À rebours «des colonisations idéologiques» et d’une certaine «uniformisation de l’éducation» dans un monde globalisé, le Souverain pontife a plaidé ce samedi pour développer «l’art de la curiosité» dans l’enseignement catholique. François recevait en audience les 250 participants au symposium «Service-Learning et pacte éducatif global» en salle Clémentine du Palais apostolique.
Citant un extrait du film culte «Le Cercle des poètes disparus» où le professeur de littérature invite les élèves à se lever et à regarder la classe d’un autre point de vue, le Pape a rappelé que l’éducation n’est pas seulement la transmission d’un contenu, mais aussi «la transformation de la vie». Par celle-ci, il ne s’agit pas seulement de répéter des formules «comme des perroquets», mais d’apprendre à voir la complexité du monde.
L’uniformité éducative masque un conditionnement idéologique
Une pédagogie promue par Jésus à travers les paraboles, dans lesquelles Dieu ne parle pas «de manière abstraite» à destination d’une «élite» quelconque, mais de façon «simple et accessible» à tous. Or, François note que la mondialisation actuelle comporte un risque pour l’éducation: celui de l’uniformisation, certains programmes étant souvent soumis à des intérêts politiques et économiques. «Cette uniformité cache des formes de conditionnement idéologique qui falsifient le travail de l’éducation, en en faisant un instrument à des fins bien différentes de la promotion de la dignité humaine et de la recherche de la vérité», dénonce le Pape, vilipendant les idéologies, toujours réductrices. «L’idéologie se rétracte toujours, elle ne permet pas de se développer. Elle rétrécit toujours».
L’humanisme de l’Évangile
Dans ce contexte, le Successeur de Pierre loue la méthode pédagogique du Service-learning, ou «apprentissage par le service» employée par le réseau Uniservitate, du Centro Latinoamericano de Aprendizaje y Servizio Solidario (CLAYSS), association argentine fondée en 2002. Ainsi la responsabilité communautaire des étudiants à travers des projets sociaux fait partie intégrante de leur parcours académique. Selon le Pape argentin, c’est ainsi que les établissements d’enseignement catholiques sont à la hauteur de leur titre.
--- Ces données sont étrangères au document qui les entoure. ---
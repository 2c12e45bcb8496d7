use chrono::{DateTime, Utc};
use serde::{Deserialize, Serialize};

use crate::workflows::identity::{UserId, UserSummary};
use crate::workflows::paging::PageRequest;

/// Identifier wrapper for pet records.
#[derive(Debug, Clone, PartialEq, Eq, Hash, Serialize, Deserialize)]
pub struct PetId(pub String);

#[derive(Debug, Clone, Copy, PartialEq, Eq, Serialize, Deserialize)]
#[serde(rename_all = "lowercase")]
pub enum Species {
    Dog,
    Cat,
    Bird,
    Rabbit,
    Other,
}

impl Species {
    pub const fn label(self) -> &'static str {
        match self {
            Species::Dog => "dog",
            Species::Cat => "cat",
            Species::Bird => "bird",
            Species::Rabbit => "rabbit",
            Species::Other => "other",
        }
    }

    /// Case-insensitive parse used for query-string filters.
    pub fn parse(raw: &str) -> Option<Self> {
        match raw.trim().to_ascii_lowercase().as_str() {
            "dog" => Some(Self::Dog),
            "cat" => Some(Self::Cat),
            "bird" => Some(Self::Bird),
            "rabbit" => Some(Self::Rabbit),
            "other" => Some(Self::Other),
            _ => None,
        }
    }
}

#[derive(Debug, Clone, Copy, Default, PartialEq, Eq, Serialize, Deserialize)]
#[serde(rename_all = "lowercase")]
pub enum Gender {
    Male,
    Female,
    #[default]
    Unknown,
}

#[derive(Debug, Clone, Copy, PartialEq, Eq, Serialize, Deserialize)]
#[serde(rename_all = "lowercase")]
pub enum PetStatus {
    Available,
    Pending,
    Adopted,
}

impl PetStatus {
    pub const fn label(self) -> &'static str {
        match self {
            PetStatus::Available => "available",
            PetStatus::Pending => "pending",
            PetStatus::Adopted => "adopted",
        }
    }
}

/// Persisted pet record; `added_by` is a reference, resolved at read time.
#[derive(Debug, Clone, PartialEq, Serialize, Deserialize)]
pub struct Pet {
    pub id: PetId,
    pub name: String,
    pub species: Species,
    pub breed: String,
    pub age: u8,
    pub gender: Gender,
    pub description: Option<String>,
    pub photo: Option<String>,
    pub status: PetStatus,
    pub added_by: UserId,
    pub created_at: DateTime<Utc>,
}

/// Admin-supplied fields for a new listing. Status always starts available.
#[derive(Debug, Clone, Deserialize)]
pub struct NewPet {
    pub name: String,
    pub species: Species,
    pub breed: String,
    pub age: u8,
    #[serde(default)]
    pub gender: Gender,
    #[serde(default)]
    pub description: Option<String>,
    #[serde(default)]
    pub photo: Option<String>,
}

/// Partial administrative edit. Setting `status` here is the administrative
/// override; applicants never change pet status.
#[derive(Debug, Clone, Default, Deserialize)]
pub struct PetUpdate {
    pub name: Option<String>,
    pub species: Option<Species>,
    pub breed: Option<String>,
    pub age: Option<u8>,
    pub gender: Option<Gender>,
    pub description: Option<String>,
    pub photo: Option<String>,
    pub status: Option<PetStatus>,
}

impl PetUpdate {
    /// Folds the edit into an existing record.
    pub fn apply_to(self, pet: &mut Pet) {
        if let Some(name) = self.name {
            pet.name = name;
        }
        if let Some(species) = self.species {
            pet.species = species;
        }
        if let Some(breed) = self.breed {
            pet.breed = breed;
        }
        if let Some(age) = self.age {
            pet.age = age;
        }
        if let Some(gender) = self.gender {
            pet.gender = gender;
        }
        if let Some(description) = self.description {
            pet.description = Some(description);
        }
        if let Some(photo) = self.photo {
            pet.photo = Some(photo);
        }
        if let Some(status) = self.status {
            pet.status = status;
        }
    }
}

/// Validated caller-facing catalog query.
#[derive(Debug, Clone, Default)]
pub struct CatalogQuery {
    pub species: Option<Species>,
    pub breed: Option<String>,
    pub age: Option<u8>,
    pub search: Option<String>,
    pub page: PageRequest,
}

/// Repository-level filter: the caller query plus the visibility rule the
/// service decided on. Implementations may evaluate it natively (SQL) or via
/// [`CatalogFilter::matches`].
#[derive(Debug, Clone, Default)]
pub struct CatalogFilter {
    pub species: Option<Species>,
    pub breed: Option<String>,
    pub age: Option<u8>,
    pub search: Option<String>,
    pub only_available: bool,
}

impl CatalogFilter {
    pub fn matches(&self, pet: &Pet) -> bool {
        if self.only_available && pet.status != PetStatus::Available {
            return false;
        }
        if let Some(species) = self.species {
            if pet.species != species {
                return false;
            }
        }
        if let Some(breed) = &self.breed {
            if !contains_ignore_case(&pet.breed, breed) {
                return false;
            }
        }
        if let Some(age) = self.age {
            if pet.age != age {
                return false;
            }
        }
        if let Some(search) = &self.search {
            if !contains_ignore_case(&pet.name, search) && !contains_ignore_case(&pet.breed, search)
            {
                return false;
            }
        }
        true
    }
}

fn contains_ignore_case(haystack: &str, needle: &str) -> bool {
    haystack.to_lowercase().contains(&needle.to_lowercase())
}

/// Read-time view with the owning admin resolved.
#[derive(Debug, Clone, Serialize)]
#[serde(rename_all = "camelCase")]
pub struct PetView {
    pub id: PetId,
    pub name: String,
    pub species: Species,
    pub breed: String,
    pub age: u8,
    pub gender: Gender,
    #[serde(skip_serializing_if = "Option::is_none")]
    pub description: Option<String>,
    #[serde(skip_serializing_if = "Option::is_none")]
    pub photo: Option<String>,
    pub status: PetStatus,
    pub added_by: Option<UserSummary>,
    pub created_at: DateTime<Utc>,
}

impl PetView {
    pub fn from_record(pet: Pet, added_by: Option<UserSummary>) -> Self {
        Self {
            id: pet.id,
            name: pet.name,
            species: pet.species,
            breed: pet.breed,
            age: pet.age,
            gender: pet.gender,
            description: pet.description,
            photo: pet.photo,
            status: pet.status,
            added_by,
            created_at: pet.created_at,
        }
    }
}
En effet, être «catholique» ne se limite pas à ajouter un adjectif honorifique à son nom, mais signifie un engagement à cultiver un style pédagogique distinctif et un enseignement cohérent avec les enseignements de l’Évangile. «Il ne s’agit pas d’une idéologie évangélique, mais de l’humanisme selon l’Évangile.»
François cite à nouveau les intentions du Pacte éducatif mondial qu’il promeut depuis 2019: «Un proverbe africain dit que pour éduquer un enfant, il faut tout un village; construisons donc un ‘’village de l’éducation’’, où nous pouvons partager l’engagement de promouvoir des relations humaines positives et culturellement valables». Et de plaider pour une alliance éducative favorisantle dialogue entre les religions et l’attention portée à la Maison commune. Sur la base de son exhortation apostolique Evangelii gaudium, le Pape leur rappelle combien «la réalité est supérieure à l’idée», et «le tout est supérieur à la partie».
Cultiver la curiosité des enfants
Deuxièmement, l’enseignement catholique doit promouvoir selon lui une «culture de la curiosité». «Ce qui n’est pas la même chose que la culture du bavardage, non, rien à voir», mais celle qui valorise l’art de poser des questions, semblable à l’âge enfantin «des pourquoi», assure François, exhortant à écouter et à apprendre à poser ces questions des enfants, «curieux dans le bon sens du terme». Le Pape, défenseur d’une éducation intégrale, leur a aussi souligné la nécessité de ne pas réduire la connaissance à la seule capacité de l’esprit, mais à la coupler «à la dextérité de mains industrieuses et la générosité d’un cœur passionné». Elle est un triple langage qui se parle avec l’esprit, avec le cœur et avec les mains. Et, conclut, le Pape, le cœur est le meilleur pacificateur contre l’ennemi des idéologies. «Les idéologies ne nous font pas grandir, quel que soit leur signe, elles sont l’ennemi de la maturation.»